-- Opening Marker --
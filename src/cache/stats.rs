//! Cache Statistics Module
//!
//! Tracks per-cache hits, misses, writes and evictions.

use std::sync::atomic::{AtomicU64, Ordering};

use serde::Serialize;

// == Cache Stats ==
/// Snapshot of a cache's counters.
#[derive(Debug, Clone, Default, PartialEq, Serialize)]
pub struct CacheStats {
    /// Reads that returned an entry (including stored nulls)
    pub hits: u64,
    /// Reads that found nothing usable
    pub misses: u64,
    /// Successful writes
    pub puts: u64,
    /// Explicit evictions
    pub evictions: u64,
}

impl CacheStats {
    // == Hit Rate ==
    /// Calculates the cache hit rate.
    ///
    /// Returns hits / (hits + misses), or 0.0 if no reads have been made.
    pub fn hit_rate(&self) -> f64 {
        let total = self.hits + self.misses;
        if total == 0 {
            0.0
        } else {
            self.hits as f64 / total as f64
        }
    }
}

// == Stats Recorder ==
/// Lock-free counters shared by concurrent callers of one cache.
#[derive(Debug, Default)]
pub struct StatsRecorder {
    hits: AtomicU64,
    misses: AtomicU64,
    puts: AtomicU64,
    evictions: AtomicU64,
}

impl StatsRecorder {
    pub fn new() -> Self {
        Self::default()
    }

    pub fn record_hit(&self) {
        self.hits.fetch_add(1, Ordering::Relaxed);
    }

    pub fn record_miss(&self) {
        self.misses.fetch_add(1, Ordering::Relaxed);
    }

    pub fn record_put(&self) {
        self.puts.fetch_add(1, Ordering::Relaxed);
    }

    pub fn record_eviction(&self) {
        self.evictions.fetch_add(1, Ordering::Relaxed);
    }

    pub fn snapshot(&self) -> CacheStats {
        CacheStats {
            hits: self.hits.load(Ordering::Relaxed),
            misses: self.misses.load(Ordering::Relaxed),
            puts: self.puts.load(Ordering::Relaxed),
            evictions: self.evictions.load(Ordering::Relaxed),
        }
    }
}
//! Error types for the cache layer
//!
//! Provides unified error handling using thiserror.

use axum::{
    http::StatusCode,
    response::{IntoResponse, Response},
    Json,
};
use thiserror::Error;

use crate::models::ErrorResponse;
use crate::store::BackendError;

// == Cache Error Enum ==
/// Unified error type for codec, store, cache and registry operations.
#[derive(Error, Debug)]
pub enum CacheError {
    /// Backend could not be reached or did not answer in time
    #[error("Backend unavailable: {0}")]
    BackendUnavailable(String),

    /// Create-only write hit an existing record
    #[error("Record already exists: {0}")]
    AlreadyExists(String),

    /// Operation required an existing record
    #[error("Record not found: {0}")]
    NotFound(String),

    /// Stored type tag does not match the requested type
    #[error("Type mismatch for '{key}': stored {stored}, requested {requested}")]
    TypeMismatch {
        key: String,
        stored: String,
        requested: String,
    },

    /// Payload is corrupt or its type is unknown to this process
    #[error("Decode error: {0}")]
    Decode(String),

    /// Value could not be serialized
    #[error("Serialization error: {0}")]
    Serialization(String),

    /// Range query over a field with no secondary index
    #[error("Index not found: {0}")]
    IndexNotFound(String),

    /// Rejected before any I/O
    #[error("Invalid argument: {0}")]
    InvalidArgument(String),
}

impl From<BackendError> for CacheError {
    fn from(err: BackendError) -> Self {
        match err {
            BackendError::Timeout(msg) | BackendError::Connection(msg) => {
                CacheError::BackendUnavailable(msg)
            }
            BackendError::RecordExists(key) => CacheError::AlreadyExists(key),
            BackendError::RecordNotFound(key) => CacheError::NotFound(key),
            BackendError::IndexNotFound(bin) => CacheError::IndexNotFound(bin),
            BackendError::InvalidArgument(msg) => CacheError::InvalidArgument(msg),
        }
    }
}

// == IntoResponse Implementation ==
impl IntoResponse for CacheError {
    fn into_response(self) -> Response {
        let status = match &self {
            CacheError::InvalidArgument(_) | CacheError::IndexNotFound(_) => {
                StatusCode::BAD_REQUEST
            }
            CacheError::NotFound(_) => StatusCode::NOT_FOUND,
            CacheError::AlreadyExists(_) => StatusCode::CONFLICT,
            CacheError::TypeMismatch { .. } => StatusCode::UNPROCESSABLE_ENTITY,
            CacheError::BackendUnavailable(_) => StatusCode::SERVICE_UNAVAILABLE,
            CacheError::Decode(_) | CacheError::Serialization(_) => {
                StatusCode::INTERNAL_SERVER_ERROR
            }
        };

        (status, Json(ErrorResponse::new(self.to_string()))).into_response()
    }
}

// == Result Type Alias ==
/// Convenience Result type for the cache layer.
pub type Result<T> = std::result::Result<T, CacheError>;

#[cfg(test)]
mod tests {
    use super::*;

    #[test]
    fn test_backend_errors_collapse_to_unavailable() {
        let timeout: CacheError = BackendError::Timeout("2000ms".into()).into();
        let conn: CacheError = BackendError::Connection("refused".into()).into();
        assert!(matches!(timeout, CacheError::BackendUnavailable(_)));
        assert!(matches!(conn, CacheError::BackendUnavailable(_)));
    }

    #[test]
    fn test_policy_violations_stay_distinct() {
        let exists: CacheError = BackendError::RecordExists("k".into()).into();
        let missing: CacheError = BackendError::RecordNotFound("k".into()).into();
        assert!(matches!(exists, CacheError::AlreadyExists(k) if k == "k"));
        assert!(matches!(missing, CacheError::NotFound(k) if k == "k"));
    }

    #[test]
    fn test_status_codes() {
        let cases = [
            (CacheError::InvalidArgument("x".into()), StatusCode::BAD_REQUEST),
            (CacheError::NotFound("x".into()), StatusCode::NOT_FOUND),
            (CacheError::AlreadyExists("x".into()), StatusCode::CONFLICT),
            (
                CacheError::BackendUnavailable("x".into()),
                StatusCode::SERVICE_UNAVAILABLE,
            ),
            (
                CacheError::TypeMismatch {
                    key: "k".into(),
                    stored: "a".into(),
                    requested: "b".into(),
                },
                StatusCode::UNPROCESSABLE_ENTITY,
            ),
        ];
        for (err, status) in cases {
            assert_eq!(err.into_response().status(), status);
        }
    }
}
-- Closing Marker --
-- Opening Marker --
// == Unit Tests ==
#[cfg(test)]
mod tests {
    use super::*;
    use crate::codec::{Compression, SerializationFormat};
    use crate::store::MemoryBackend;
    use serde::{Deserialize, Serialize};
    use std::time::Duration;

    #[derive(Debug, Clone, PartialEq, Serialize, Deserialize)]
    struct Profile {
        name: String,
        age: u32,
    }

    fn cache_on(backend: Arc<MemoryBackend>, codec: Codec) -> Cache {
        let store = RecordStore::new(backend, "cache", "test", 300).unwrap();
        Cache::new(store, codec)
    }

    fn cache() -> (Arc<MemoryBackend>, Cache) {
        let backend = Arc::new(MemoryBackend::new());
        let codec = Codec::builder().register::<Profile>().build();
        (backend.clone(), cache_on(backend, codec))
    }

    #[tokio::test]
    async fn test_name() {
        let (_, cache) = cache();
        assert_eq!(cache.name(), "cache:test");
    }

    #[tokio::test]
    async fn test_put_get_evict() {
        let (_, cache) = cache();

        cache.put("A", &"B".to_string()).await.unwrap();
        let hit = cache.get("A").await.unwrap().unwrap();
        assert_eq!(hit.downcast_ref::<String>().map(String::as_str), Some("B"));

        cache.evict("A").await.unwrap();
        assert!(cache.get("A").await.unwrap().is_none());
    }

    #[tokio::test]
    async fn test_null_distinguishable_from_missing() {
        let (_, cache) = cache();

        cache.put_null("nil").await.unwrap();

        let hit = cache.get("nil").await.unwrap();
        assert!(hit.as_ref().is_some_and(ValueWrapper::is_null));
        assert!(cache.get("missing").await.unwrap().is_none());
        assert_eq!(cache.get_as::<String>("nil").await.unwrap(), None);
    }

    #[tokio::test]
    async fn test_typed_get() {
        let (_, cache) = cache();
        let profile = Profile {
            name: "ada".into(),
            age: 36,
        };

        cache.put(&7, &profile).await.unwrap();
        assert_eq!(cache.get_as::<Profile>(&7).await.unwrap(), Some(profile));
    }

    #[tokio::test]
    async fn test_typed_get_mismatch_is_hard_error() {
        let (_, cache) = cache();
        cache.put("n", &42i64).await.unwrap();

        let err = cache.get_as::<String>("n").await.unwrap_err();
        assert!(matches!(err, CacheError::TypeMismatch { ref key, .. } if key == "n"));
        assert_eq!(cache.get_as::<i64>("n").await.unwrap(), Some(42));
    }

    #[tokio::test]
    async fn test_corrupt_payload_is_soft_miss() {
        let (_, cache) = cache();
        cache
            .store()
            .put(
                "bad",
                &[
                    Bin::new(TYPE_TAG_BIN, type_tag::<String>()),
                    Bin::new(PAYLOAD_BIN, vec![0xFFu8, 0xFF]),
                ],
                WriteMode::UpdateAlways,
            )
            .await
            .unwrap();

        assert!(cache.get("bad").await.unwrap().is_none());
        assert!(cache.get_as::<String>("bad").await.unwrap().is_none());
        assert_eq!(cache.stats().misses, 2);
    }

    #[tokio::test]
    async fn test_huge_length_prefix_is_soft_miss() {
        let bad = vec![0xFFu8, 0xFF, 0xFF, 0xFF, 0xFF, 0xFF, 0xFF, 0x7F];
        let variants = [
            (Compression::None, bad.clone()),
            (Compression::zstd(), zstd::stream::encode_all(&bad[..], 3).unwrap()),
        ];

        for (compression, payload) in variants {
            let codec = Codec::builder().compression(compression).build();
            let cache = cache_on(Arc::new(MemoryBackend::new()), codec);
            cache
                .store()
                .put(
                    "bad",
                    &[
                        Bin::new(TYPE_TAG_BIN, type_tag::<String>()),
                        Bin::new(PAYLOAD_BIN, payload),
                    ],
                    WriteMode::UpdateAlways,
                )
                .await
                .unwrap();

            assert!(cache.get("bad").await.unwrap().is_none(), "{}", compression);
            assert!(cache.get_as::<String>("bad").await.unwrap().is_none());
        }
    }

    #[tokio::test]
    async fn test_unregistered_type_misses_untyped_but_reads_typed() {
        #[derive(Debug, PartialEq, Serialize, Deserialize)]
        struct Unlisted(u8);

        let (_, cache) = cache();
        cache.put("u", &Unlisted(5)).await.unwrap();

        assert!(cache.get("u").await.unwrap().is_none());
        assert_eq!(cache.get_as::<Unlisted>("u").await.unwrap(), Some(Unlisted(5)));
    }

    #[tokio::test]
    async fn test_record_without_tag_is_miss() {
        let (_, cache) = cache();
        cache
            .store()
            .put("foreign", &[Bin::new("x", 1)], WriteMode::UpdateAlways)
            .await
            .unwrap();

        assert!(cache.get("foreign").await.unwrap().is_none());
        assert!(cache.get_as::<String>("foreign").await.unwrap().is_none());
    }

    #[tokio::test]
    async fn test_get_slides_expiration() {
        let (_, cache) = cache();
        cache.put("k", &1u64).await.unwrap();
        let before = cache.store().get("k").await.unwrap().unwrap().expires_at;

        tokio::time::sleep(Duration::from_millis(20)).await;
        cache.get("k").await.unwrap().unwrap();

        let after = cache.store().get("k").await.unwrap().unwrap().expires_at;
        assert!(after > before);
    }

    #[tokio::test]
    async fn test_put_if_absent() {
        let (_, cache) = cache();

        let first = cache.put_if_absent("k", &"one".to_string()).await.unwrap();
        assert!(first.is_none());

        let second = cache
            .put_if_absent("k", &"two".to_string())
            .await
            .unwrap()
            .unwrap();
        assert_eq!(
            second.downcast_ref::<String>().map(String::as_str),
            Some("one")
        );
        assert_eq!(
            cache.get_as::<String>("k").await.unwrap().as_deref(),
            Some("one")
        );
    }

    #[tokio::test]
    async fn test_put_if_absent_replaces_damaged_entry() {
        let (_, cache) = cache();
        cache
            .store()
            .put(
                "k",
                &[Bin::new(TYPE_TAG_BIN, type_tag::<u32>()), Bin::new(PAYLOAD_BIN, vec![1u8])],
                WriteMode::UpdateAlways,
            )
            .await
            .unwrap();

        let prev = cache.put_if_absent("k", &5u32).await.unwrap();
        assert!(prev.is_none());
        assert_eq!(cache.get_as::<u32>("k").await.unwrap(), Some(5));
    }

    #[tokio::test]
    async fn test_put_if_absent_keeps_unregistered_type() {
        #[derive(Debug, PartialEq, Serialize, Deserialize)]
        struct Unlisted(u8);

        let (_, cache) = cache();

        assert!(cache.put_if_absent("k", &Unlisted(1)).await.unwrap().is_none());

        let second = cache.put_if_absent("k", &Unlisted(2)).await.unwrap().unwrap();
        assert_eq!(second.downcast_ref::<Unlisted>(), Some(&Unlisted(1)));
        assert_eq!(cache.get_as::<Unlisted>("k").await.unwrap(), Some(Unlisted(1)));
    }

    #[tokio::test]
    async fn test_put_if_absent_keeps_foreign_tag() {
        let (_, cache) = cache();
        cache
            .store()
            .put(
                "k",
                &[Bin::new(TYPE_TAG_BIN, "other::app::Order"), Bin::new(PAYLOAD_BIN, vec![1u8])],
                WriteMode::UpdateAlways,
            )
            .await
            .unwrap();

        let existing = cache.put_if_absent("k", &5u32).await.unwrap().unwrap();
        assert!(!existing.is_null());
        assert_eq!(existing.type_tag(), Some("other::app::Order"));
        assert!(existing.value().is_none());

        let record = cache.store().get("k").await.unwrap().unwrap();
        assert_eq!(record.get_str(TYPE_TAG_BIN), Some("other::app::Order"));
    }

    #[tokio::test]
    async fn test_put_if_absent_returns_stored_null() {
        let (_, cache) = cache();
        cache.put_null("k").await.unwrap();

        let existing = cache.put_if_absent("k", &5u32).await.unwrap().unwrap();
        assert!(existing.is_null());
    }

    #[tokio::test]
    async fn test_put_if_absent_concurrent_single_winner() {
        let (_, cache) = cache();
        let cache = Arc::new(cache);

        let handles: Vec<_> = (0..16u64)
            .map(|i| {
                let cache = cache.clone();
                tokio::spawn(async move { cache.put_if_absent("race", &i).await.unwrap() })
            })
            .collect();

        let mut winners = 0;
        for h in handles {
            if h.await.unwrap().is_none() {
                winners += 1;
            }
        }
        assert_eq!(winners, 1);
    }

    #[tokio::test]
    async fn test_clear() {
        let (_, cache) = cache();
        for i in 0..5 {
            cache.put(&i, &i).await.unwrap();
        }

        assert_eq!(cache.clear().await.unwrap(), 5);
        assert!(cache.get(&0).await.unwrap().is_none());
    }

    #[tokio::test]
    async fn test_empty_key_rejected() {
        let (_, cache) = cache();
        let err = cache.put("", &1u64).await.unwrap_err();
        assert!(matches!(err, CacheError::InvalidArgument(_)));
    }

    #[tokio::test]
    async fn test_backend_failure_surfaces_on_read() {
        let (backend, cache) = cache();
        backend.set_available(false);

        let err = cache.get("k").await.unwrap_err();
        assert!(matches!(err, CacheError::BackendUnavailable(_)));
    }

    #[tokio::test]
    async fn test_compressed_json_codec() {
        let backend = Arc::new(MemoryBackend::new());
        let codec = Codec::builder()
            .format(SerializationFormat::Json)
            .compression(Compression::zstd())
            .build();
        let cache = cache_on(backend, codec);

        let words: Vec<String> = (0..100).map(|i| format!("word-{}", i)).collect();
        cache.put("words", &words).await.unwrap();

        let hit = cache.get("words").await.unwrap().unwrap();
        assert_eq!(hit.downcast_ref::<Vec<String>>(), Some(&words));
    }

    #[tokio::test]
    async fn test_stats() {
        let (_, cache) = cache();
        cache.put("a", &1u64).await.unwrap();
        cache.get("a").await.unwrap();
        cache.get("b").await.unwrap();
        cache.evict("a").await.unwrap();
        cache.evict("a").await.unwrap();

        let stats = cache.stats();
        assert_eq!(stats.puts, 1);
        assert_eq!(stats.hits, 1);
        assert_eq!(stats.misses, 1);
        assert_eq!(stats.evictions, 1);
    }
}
-- Closing Marker --
-- Opening Marker --
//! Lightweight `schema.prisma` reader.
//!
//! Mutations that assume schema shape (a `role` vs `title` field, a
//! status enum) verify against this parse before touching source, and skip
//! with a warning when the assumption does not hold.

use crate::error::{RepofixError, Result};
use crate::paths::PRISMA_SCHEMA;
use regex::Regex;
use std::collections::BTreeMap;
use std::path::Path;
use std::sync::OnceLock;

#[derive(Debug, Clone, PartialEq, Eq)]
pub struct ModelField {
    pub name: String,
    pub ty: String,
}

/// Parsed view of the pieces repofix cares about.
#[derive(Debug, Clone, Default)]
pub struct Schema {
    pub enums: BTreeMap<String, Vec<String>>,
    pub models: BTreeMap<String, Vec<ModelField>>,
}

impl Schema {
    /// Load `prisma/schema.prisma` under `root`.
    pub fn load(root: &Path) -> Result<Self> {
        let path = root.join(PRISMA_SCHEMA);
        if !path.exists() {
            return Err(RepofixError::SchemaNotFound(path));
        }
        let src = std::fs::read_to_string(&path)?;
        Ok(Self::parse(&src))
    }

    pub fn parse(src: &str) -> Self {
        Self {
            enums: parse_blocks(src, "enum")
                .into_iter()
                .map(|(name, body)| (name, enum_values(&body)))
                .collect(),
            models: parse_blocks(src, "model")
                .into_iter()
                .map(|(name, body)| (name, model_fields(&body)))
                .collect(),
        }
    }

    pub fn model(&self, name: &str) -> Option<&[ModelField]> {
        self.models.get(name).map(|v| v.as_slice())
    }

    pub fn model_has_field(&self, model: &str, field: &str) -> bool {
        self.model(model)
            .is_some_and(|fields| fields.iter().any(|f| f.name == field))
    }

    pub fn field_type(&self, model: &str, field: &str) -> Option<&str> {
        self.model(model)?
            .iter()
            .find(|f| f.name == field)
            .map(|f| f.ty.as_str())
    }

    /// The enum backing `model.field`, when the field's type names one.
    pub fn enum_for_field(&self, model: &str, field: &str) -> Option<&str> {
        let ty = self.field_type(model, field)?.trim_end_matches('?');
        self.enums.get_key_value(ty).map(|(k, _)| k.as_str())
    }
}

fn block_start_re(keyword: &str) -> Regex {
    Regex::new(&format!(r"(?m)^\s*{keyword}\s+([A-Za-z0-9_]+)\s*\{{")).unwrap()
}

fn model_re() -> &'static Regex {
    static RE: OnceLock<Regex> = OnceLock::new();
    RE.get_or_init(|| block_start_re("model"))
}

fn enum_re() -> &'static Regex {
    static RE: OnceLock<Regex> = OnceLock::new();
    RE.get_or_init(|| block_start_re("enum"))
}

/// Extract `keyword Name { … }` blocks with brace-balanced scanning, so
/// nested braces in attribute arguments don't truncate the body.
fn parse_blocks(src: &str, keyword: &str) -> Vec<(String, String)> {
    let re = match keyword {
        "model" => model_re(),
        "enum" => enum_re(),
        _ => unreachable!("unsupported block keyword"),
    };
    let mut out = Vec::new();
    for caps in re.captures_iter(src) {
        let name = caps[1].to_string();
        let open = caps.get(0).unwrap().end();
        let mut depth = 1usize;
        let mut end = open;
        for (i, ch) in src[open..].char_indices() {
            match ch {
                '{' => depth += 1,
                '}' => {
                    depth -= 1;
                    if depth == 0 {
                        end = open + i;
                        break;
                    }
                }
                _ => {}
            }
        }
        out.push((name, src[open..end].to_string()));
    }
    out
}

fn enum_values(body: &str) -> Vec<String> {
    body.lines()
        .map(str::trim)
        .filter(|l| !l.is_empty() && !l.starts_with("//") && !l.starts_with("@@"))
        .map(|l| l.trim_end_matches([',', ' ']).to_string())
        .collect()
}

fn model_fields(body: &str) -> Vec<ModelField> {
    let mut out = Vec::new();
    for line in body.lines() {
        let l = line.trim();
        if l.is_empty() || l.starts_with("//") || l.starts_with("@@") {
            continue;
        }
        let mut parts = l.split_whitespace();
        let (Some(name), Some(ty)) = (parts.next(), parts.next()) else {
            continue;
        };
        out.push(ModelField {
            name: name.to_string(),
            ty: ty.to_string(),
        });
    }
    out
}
-- Closing Marker --
DIRECTIONS:
In the entries above, find the line with "filename src/cache/stats.rs" and the line with "pub enum CacheError", then set down exactly those two and every line between them, nothing else.

OUTPUT OF THE EXERCISE:
filename src/cache/stats.rs
//! Cache Statistics Module
//!
//! Tracks per-cache hits, misses, writes and evictions.

use std::sync::atomic::{AtomicU64, Ordering};

use serde::Serialize;

// == Cache Stats ==
/// Snapshot of a cache's counters.
#[derive(Debug, Clone, Default, PartialEq, Serialize)]
pub struct CacheStats {
    /// Reads that returned an entry (including stored nulls)
    pub hits: u64,
    /// Reads that found nothing usable
    pub misses: u64,
    /// Successful writes
    pub puts: u64,
    /// Explicit evictions
    pub evictions: u64,
}

impl CacheStats {
    // == Hit Rate ==
    /// Calculates the cache hit rate.
    ///
    /// Returns hits / (hits + misses), or 0.0 if no reads have been made.
    pub fn hit_rate(&self) -> f64 {
        let total = self.hits + self.misses;
        if total == 0 {
            0.0
        } else {
            self.hits as f64 / total as f64
        }
    }
}

// == Stats Recorder ==
/// Lock-free counters shared by concurrent callers of one cache.
#[derive(Debug, Default)]
pub struct StatsRecorder {
    hits: AtomicU64,
    misses: AtomicU64,
    puts: AtomicU64,
    evictions: AtomicU64,
}

impl StatsRecorder {
    pub fn new() -> Self {
        Self::default()
    }

    pub fn record_hit(&self) {
        self.hits.fetch_add(1, Ordering::Relaxed);
    }

    pub fn record_miss(&self) {
        self.misses.fetch_add(1, Ordering::Relaxed);
    }

    pub fn record_put(&self) {
        self.puts.fetch_add(1, Ordering::Relaxed);
    }

    pub fn record_eviction(&self) {
        self.evictions.fetch_add(1, Ordering::Relaxed);
    }

    pub fn snapshot(&self) -> CacheStats {
        CacheStats {
            hits: self.hits.load(Ordering::Relaxed),
            misses: self.misses.load(Ordering::Relaxed),
            puts: self.puts.load(Ordering::Relaxed),
            evictions: self.evictions.load(Ordering::Relaxed),
        }
    }
}
//! Error types for the cache layer
//!
//! Provides unified error handling using thiserror.

use axum::{
    http::StatusCode,
    response::{IntoResponse, Response},
    Json,
};
use thiserror::Error;

use crate::models::ErrorResponse;
use crate::store::BackendError;

// == Cache Error Enum ==
/// Unified error type for codec, store, cache and registry operations.
#[derive(Error, Debug)]
pub enum CacheError {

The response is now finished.